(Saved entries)
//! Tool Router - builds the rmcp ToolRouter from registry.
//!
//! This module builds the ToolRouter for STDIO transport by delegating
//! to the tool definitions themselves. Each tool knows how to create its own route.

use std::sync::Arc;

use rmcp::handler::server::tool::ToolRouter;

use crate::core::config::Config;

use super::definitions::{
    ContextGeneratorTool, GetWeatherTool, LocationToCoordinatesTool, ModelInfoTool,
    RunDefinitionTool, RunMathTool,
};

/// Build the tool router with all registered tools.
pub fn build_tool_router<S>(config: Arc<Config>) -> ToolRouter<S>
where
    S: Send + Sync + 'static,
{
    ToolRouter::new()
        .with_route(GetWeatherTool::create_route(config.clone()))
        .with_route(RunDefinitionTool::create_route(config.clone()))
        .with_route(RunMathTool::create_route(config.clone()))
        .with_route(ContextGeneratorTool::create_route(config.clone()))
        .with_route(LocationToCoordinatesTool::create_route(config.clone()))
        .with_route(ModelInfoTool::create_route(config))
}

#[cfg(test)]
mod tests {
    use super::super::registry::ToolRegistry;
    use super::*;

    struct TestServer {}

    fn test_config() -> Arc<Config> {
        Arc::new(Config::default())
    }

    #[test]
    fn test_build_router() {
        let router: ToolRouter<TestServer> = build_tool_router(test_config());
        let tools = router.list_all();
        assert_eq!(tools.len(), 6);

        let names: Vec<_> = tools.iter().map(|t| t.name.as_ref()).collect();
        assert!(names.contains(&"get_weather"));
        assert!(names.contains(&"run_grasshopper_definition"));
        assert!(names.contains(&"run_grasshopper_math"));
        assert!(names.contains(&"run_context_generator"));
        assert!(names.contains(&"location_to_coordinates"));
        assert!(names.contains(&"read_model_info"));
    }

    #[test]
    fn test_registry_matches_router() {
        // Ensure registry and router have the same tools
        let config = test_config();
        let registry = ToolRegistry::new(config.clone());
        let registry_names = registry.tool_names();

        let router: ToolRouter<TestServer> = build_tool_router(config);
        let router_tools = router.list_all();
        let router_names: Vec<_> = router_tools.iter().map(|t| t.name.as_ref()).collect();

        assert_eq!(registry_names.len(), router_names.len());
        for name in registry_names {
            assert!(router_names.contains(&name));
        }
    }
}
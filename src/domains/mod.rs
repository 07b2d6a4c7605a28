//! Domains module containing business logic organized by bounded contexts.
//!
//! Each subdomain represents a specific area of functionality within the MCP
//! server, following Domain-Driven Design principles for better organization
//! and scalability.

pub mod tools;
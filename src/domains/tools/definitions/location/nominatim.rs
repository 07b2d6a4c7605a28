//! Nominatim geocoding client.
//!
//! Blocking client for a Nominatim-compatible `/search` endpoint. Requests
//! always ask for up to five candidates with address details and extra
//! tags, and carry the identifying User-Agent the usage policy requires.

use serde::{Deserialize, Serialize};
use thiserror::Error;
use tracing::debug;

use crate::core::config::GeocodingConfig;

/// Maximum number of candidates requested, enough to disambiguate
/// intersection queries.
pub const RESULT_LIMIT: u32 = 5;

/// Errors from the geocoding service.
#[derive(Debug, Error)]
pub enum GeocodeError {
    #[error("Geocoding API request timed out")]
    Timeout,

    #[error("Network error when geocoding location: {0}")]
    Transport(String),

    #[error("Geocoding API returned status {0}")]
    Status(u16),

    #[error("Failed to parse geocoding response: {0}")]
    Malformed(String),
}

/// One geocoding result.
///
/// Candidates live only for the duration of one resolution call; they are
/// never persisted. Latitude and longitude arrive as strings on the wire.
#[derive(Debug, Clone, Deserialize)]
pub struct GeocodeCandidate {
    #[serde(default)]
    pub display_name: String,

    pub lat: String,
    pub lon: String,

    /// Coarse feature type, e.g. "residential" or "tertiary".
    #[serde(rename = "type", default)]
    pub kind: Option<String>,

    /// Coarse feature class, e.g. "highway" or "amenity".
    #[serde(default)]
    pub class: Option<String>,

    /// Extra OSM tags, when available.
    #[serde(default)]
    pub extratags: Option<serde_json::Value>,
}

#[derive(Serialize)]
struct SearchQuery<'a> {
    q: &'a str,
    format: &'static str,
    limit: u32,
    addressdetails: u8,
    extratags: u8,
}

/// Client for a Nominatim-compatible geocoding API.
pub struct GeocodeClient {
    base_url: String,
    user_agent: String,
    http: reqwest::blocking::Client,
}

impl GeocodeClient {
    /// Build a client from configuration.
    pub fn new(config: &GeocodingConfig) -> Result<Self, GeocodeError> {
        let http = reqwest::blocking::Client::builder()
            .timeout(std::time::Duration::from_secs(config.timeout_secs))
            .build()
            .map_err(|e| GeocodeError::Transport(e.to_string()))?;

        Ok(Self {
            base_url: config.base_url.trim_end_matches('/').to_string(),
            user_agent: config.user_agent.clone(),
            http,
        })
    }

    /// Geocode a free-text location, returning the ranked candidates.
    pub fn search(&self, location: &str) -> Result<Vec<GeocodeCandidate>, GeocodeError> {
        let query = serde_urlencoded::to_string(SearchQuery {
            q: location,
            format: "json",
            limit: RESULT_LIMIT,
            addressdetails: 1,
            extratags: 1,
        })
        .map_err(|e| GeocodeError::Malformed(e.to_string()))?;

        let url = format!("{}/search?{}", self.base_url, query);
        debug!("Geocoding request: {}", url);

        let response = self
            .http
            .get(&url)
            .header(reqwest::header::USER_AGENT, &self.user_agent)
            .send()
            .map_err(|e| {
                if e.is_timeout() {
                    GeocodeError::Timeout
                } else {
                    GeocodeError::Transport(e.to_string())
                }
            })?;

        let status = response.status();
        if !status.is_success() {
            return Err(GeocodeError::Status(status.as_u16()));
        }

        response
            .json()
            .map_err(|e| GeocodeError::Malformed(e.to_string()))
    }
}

• _Work request_:
Lines above with the string "builds" need to be found and copied.

• _Result of this exercise_:
//! Tool Router - builds the rmcp ToolRouter from registry.
//! This module builds the ToolRouter for STDIO transport by delegating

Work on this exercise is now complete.